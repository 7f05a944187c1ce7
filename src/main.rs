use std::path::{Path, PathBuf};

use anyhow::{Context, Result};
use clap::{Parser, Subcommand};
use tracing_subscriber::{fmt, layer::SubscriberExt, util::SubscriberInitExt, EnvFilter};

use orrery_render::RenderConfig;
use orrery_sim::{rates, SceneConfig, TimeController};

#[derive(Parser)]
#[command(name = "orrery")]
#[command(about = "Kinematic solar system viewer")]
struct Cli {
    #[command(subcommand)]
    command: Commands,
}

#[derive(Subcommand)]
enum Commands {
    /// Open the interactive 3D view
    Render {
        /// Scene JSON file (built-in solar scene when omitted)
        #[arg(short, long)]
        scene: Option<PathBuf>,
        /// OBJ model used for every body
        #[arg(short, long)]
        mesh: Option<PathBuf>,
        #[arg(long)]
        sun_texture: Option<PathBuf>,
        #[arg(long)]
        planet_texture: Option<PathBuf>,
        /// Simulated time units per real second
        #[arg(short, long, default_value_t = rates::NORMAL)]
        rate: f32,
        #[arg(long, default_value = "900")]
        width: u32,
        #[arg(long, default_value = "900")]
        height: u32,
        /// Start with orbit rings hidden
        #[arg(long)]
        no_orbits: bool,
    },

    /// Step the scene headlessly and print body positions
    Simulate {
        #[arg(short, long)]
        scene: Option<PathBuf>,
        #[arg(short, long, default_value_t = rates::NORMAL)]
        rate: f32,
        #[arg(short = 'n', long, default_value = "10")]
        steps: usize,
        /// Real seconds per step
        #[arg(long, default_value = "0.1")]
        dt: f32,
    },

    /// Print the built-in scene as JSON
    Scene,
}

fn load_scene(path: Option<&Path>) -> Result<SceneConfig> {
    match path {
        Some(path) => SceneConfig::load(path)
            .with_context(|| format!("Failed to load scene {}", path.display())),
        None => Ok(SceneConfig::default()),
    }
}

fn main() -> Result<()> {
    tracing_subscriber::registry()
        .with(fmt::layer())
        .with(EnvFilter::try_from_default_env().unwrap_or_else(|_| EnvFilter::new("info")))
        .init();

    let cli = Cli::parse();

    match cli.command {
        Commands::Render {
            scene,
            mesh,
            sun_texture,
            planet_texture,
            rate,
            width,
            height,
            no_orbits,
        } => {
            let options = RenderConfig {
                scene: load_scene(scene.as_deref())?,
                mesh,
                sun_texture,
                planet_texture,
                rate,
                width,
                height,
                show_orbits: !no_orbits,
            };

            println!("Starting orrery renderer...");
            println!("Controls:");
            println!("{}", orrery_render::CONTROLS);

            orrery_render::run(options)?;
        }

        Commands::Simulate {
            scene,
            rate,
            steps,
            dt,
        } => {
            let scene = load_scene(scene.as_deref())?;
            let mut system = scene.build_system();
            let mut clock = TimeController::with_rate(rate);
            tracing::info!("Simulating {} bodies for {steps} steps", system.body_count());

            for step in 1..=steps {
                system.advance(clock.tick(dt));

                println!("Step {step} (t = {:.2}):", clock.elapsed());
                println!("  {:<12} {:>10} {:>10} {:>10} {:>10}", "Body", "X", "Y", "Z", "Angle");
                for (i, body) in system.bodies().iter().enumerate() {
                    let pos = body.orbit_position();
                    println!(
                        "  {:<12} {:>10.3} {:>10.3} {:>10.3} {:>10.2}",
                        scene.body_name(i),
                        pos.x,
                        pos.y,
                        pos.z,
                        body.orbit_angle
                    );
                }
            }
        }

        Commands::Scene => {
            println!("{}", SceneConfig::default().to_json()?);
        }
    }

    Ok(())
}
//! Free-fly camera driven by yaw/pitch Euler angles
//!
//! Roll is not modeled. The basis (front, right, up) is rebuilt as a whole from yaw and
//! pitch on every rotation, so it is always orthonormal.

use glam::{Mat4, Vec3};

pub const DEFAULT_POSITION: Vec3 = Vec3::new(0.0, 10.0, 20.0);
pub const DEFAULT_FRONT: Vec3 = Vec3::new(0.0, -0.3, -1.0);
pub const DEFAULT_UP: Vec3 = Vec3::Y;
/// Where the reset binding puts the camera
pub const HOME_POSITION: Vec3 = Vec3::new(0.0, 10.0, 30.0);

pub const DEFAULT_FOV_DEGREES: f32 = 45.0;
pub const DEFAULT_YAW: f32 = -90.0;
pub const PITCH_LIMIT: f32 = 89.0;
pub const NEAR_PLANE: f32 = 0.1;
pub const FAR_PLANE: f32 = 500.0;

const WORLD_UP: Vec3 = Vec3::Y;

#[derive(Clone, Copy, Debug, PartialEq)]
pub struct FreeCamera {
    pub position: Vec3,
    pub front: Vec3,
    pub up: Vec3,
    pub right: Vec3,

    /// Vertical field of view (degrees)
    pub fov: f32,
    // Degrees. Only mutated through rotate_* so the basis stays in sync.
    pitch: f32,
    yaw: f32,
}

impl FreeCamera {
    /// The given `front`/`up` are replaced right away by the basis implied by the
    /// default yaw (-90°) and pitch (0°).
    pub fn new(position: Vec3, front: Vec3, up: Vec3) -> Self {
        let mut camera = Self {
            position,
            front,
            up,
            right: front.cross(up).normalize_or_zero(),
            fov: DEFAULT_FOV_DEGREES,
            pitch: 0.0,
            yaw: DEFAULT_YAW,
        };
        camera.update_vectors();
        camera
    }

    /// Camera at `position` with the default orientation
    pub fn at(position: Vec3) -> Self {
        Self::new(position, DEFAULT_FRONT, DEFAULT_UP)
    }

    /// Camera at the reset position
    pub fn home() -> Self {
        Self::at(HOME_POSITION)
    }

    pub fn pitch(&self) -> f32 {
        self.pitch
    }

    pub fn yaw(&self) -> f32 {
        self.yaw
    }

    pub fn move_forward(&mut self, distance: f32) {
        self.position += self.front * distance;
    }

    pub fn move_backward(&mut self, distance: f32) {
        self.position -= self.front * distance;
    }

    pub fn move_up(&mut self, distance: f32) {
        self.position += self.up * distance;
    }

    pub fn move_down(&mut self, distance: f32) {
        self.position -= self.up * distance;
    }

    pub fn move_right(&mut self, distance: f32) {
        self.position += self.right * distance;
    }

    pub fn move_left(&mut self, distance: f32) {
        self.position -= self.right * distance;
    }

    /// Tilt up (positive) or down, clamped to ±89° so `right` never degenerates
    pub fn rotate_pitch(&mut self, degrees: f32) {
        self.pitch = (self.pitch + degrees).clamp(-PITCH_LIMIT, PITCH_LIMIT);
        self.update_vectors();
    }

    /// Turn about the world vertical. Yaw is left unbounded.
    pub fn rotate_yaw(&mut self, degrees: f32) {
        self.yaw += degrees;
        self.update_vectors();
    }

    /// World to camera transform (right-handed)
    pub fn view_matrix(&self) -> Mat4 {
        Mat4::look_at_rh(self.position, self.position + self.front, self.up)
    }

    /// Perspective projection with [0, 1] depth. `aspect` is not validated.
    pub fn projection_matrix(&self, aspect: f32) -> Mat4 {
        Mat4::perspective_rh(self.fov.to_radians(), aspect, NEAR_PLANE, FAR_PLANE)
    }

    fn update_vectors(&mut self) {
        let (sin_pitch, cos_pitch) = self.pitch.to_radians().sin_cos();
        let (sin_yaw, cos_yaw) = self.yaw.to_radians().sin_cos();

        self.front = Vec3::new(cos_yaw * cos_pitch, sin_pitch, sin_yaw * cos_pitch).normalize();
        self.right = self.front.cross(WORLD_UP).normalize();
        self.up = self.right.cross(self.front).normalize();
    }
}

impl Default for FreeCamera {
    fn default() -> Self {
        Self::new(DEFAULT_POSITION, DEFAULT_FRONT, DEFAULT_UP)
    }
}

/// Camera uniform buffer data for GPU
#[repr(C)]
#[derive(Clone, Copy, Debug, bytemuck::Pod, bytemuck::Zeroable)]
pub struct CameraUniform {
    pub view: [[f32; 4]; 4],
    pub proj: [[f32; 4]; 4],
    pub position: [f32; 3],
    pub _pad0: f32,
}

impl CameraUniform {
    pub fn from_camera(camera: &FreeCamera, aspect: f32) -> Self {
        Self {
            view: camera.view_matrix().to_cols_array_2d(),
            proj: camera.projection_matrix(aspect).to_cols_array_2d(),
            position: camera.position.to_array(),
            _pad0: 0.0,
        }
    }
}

---

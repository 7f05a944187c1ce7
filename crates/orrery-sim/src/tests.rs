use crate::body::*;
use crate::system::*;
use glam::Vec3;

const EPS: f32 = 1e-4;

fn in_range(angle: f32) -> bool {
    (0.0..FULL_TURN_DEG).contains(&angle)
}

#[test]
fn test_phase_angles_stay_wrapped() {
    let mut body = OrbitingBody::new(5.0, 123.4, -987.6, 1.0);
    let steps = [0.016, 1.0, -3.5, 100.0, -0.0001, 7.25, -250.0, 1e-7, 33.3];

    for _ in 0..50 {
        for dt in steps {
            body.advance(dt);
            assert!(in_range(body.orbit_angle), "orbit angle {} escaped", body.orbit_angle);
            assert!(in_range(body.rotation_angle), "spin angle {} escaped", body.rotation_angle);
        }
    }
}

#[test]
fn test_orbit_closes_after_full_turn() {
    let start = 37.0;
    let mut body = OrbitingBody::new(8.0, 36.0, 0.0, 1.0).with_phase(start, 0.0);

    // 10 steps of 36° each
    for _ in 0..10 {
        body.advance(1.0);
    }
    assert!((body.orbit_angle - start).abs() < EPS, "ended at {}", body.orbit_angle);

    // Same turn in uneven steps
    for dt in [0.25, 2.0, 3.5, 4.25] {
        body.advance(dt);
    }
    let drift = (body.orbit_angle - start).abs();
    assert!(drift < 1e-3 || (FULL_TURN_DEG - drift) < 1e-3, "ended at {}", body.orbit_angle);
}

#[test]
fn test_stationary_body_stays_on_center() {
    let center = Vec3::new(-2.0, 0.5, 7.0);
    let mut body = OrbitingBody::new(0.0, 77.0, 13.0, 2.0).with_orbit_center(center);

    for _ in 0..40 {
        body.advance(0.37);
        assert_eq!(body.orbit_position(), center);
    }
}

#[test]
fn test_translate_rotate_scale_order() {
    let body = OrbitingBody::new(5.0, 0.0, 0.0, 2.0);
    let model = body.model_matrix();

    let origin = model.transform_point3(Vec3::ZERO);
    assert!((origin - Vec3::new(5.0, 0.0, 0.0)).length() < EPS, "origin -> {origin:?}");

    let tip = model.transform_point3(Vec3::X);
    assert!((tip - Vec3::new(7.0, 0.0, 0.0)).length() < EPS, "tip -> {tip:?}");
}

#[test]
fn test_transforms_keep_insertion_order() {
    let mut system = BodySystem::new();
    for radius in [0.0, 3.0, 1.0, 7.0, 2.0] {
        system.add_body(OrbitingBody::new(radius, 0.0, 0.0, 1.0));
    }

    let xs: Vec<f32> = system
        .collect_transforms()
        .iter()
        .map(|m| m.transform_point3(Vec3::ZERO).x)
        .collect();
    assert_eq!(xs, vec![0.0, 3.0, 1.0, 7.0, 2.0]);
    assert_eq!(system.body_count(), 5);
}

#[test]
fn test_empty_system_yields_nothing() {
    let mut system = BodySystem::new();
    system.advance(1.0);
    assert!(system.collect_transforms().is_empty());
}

...

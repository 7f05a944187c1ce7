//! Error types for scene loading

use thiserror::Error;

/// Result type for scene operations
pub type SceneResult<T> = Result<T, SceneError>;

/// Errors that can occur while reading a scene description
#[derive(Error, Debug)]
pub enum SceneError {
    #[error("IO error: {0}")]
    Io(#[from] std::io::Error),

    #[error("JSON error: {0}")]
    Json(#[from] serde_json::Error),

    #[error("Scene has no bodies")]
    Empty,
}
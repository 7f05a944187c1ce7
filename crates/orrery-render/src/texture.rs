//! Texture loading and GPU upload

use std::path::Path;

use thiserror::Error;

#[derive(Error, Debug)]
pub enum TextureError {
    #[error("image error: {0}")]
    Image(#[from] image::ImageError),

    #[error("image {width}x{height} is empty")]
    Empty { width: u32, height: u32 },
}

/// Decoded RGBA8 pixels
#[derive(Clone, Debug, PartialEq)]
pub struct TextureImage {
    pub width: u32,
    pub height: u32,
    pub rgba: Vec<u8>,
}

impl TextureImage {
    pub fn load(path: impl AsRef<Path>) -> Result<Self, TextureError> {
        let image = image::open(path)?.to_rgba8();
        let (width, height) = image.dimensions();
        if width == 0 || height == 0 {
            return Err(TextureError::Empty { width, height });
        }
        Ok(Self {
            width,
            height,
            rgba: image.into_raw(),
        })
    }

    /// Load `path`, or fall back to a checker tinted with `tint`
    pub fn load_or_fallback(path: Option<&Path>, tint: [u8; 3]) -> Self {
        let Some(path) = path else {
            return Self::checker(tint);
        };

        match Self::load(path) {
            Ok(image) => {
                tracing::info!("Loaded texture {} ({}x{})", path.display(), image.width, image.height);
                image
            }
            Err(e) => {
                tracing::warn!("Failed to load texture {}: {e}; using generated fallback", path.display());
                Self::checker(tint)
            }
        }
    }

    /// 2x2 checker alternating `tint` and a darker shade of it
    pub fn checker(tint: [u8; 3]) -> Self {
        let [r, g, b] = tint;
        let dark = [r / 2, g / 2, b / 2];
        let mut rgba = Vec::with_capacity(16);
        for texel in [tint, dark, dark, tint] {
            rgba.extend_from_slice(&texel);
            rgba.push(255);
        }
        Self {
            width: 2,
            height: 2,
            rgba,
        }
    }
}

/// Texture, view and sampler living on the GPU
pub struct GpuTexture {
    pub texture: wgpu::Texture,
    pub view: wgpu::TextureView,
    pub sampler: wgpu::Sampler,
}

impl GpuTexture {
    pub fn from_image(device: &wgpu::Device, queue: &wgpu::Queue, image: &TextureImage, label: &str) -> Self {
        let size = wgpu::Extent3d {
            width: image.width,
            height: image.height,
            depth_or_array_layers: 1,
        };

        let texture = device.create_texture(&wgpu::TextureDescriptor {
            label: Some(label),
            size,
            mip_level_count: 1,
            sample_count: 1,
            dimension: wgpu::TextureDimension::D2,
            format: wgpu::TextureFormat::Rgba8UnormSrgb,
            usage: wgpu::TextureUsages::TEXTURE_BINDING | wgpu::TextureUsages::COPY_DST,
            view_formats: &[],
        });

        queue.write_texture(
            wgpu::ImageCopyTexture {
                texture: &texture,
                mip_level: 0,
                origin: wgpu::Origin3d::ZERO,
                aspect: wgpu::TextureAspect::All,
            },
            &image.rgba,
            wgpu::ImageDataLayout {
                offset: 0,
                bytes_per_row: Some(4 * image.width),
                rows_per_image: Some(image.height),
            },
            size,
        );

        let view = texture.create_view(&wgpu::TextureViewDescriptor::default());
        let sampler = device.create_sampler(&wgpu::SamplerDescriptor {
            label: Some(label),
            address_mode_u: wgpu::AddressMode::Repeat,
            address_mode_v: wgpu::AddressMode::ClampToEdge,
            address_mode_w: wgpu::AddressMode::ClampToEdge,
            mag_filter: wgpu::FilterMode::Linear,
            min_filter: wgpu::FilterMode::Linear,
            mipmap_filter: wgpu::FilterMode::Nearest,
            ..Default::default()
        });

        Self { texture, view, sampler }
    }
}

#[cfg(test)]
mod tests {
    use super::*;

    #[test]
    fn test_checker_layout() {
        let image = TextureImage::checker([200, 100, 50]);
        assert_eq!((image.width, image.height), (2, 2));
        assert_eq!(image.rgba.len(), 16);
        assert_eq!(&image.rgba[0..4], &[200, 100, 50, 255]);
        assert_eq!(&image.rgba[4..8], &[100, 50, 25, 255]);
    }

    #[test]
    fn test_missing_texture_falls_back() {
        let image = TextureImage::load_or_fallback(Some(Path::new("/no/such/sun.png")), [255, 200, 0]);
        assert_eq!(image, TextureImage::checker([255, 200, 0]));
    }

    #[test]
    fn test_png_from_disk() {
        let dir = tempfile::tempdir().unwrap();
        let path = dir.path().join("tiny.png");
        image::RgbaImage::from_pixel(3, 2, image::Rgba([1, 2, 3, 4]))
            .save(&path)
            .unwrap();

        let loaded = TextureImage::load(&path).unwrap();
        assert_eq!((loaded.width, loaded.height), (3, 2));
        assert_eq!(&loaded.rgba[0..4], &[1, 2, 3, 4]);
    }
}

* WORK TASK:
Across all the lines of the data, count those that include the word "escaped" and reply with that number only.

* ANSWER BOX:
2